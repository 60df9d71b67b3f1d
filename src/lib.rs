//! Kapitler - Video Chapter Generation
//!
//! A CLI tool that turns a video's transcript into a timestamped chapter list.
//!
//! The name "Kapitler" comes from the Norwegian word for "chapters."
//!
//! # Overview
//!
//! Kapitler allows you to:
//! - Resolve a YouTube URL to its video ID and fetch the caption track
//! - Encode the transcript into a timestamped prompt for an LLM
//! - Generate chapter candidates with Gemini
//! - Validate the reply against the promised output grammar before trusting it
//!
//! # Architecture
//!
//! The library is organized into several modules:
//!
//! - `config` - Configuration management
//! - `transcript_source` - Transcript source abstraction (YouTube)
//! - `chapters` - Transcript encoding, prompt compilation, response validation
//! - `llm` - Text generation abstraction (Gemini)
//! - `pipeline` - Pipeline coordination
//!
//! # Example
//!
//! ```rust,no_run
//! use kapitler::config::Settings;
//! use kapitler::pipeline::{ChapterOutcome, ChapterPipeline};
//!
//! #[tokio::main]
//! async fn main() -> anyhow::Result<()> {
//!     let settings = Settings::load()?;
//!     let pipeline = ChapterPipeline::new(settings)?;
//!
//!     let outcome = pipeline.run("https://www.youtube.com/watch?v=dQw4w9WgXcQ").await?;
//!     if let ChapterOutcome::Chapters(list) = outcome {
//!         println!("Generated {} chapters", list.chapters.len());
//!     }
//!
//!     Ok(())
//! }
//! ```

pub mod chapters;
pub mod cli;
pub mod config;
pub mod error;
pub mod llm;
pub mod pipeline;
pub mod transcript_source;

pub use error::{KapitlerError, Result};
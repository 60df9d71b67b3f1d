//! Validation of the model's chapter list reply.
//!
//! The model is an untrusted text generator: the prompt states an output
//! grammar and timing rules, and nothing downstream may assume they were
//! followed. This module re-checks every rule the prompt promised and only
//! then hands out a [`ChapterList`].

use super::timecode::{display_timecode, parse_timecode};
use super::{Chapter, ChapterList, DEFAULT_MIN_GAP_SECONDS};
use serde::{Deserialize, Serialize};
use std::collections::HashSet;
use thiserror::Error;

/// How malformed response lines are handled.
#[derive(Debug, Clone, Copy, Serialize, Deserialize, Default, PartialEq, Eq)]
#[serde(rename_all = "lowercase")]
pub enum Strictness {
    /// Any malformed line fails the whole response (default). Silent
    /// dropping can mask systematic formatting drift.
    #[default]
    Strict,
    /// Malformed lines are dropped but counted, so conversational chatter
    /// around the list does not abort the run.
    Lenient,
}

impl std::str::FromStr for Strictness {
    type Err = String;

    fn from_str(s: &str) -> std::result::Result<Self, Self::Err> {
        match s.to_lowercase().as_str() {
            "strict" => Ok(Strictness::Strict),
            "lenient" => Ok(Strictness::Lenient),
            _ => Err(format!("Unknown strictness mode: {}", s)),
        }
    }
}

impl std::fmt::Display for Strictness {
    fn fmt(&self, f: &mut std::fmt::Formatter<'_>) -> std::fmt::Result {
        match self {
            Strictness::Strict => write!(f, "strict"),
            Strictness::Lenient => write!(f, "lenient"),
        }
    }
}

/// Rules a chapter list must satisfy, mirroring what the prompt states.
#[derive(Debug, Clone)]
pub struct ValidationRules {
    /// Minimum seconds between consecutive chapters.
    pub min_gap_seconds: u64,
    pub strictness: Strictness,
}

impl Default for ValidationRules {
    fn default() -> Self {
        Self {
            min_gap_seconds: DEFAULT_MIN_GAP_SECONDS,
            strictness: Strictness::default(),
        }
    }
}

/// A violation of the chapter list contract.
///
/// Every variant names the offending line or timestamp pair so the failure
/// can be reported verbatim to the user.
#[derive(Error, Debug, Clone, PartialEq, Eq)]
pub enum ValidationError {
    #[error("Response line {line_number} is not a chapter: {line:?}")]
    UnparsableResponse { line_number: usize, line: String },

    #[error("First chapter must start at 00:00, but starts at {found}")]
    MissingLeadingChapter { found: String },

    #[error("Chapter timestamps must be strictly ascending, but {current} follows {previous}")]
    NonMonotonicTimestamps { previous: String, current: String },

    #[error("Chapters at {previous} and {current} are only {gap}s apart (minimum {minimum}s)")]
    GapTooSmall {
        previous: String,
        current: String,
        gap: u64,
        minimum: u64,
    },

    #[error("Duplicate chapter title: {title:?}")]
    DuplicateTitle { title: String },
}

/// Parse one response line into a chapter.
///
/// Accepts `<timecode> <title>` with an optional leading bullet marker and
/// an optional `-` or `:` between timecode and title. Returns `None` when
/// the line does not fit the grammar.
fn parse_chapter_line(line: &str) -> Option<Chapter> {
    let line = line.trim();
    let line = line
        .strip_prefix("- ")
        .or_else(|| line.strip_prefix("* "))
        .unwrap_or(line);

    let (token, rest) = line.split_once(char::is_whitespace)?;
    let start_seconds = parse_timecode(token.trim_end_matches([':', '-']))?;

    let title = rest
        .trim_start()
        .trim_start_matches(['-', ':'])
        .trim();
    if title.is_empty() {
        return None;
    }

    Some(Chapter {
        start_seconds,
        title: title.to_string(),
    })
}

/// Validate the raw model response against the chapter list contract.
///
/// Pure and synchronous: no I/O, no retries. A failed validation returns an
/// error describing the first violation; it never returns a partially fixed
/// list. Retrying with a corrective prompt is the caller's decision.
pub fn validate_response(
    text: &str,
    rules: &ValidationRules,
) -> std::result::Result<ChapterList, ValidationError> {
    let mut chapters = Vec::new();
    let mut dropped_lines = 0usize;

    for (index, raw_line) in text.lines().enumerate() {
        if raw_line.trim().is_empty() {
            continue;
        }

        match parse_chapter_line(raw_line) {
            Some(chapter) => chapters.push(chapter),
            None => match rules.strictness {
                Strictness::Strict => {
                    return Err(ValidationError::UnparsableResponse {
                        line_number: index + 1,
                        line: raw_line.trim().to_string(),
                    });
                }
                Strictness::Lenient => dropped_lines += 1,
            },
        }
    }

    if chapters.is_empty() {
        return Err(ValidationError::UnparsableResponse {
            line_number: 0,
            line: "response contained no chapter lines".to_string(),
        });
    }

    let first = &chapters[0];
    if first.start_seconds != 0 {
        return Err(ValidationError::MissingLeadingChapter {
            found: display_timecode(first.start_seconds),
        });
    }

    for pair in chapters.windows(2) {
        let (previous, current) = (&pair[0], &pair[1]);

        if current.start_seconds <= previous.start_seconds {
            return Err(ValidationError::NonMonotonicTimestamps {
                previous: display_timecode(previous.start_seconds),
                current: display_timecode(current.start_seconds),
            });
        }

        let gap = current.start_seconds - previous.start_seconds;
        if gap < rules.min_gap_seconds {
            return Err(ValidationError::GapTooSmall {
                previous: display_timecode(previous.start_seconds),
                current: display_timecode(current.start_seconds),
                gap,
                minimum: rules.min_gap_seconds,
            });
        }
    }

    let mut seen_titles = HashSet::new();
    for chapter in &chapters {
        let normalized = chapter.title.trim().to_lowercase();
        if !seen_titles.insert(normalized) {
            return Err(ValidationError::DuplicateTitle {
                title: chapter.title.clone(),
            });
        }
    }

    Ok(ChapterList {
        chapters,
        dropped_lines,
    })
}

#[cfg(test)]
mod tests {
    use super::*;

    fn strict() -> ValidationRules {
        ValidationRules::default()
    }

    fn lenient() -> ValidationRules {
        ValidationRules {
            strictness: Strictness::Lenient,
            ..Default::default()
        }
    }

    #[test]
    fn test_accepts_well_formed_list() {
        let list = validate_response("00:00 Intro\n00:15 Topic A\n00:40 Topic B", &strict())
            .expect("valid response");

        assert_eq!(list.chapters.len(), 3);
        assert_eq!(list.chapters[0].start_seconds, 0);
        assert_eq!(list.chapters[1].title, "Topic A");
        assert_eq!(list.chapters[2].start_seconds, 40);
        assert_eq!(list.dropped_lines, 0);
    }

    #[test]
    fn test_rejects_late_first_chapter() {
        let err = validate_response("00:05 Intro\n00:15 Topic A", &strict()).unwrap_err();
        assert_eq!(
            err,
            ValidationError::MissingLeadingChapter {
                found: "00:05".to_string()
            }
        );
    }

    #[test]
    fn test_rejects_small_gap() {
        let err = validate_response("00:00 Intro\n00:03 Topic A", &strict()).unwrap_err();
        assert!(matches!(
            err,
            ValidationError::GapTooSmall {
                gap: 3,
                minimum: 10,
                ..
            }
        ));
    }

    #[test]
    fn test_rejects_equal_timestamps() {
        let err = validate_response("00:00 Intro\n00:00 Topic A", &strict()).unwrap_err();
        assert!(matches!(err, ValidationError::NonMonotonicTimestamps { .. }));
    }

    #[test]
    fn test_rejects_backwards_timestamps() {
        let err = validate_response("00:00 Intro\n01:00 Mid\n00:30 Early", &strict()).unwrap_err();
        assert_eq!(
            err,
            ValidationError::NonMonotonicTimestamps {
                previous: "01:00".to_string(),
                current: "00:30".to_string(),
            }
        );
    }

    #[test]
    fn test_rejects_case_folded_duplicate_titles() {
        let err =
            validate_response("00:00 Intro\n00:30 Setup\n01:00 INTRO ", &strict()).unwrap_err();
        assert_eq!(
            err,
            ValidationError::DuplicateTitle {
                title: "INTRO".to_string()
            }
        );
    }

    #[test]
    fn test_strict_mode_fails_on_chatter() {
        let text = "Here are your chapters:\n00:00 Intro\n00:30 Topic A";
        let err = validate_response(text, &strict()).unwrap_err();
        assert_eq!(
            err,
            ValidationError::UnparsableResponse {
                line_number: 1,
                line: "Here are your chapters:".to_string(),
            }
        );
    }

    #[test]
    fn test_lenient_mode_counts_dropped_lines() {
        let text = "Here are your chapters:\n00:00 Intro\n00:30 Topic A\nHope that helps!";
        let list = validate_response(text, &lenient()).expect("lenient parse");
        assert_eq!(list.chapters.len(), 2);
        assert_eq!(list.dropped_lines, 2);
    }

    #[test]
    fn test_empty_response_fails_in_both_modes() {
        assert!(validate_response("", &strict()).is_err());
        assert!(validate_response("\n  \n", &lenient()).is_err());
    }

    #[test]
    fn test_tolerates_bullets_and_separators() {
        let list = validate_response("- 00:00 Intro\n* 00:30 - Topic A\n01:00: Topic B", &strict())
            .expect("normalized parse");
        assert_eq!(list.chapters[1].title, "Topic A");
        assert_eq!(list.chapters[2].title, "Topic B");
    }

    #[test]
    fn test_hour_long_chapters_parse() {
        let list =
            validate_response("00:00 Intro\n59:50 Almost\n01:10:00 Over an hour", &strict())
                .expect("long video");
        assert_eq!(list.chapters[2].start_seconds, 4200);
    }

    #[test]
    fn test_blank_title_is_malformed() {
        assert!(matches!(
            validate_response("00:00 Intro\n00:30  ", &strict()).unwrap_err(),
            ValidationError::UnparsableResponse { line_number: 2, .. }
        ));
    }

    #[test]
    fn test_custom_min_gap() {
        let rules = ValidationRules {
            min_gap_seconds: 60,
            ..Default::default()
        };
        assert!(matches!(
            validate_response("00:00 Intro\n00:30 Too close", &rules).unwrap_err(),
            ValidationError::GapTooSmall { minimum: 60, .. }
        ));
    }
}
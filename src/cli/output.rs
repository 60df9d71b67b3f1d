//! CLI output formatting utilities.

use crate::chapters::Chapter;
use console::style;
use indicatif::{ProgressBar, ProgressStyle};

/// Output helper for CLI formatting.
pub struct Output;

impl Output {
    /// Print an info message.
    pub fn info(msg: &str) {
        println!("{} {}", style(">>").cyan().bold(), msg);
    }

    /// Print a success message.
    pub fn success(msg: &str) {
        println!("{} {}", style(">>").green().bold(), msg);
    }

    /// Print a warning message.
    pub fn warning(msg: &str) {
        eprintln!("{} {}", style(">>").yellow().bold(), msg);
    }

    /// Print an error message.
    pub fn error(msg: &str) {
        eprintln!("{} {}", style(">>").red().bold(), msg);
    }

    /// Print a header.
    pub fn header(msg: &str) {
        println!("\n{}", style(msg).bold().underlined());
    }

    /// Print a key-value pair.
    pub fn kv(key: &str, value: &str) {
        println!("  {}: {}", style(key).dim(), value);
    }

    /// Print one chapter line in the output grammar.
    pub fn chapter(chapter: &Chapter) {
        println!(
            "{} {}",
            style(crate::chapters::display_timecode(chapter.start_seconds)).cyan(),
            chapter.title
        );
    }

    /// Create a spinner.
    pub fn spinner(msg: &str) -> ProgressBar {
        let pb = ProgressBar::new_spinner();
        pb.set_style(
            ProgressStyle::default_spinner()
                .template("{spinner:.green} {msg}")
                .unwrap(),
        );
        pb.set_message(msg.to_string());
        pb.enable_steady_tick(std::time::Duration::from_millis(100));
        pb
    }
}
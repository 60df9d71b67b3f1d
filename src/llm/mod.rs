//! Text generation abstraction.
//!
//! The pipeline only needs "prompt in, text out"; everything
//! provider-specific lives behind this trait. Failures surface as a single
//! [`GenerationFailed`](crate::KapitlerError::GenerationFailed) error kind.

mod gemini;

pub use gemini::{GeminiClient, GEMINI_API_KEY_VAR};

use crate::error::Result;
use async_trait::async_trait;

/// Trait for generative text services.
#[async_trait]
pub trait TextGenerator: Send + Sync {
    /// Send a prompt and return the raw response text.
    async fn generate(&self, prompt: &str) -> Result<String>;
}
....................
■ What is being asked: Search the records above for "only" and copy every line that has it.

■ Task output:
//! followed. This module re-checks every rule the prompt promised and only
    #[error("Chapters at {previous} and {current} are only {gap}s apart (minimum {minimum}s)")]
//! The pipeline only needs "prompt in, text out"; everything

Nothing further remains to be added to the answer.